───── Dataset content ─────

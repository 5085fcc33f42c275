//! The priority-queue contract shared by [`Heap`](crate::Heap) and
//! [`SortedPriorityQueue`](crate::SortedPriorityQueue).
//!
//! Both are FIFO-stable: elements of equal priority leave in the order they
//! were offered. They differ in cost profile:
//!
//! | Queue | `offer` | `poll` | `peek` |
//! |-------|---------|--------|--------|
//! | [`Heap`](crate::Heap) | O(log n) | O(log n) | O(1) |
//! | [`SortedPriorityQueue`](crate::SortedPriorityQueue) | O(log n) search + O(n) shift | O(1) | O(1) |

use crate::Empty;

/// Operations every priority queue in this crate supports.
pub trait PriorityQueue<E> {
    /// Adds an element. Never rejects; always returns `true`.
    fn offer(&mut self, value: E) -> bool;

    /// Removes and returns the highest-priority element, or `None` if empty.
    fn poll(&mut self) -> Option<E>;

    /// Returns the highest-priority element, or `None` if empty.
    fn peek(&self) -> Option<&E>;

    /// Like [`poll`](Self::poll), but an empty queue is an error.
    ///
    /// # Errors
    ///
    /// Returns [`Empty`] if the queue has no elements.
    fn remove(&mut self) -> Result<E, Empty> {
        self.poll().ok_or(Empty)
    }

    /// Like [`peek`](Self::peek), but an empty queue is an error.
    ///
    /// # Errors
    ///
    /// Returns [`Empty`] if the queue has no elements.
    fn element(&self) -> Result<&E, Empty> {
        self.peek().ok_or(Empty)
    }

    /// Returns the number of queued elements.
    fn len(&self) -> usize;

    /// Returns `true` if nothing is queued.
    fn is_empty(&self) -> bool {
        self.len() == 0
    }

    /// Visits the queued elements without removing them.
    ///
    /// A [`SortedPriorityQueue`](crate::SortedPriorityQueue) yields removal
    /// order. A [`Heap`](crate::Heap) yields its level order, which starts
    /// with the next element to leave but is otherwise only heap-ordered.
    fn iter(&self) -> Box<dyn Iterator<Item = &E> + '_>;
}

─────

**What to produce:**
Please transcribe the lines from the one containing "order, which starts" through the last line of the records. Include both ends and nothing else.

**Reply:**
    /// order. A [`Heap`](crate::Heap) yields its level order, which starts
    /// with the next element to leave but is otherwise only heap-ordered.
    fn iter(&self) -> Box<dyn Iterator<Item = &E> + '_>;
}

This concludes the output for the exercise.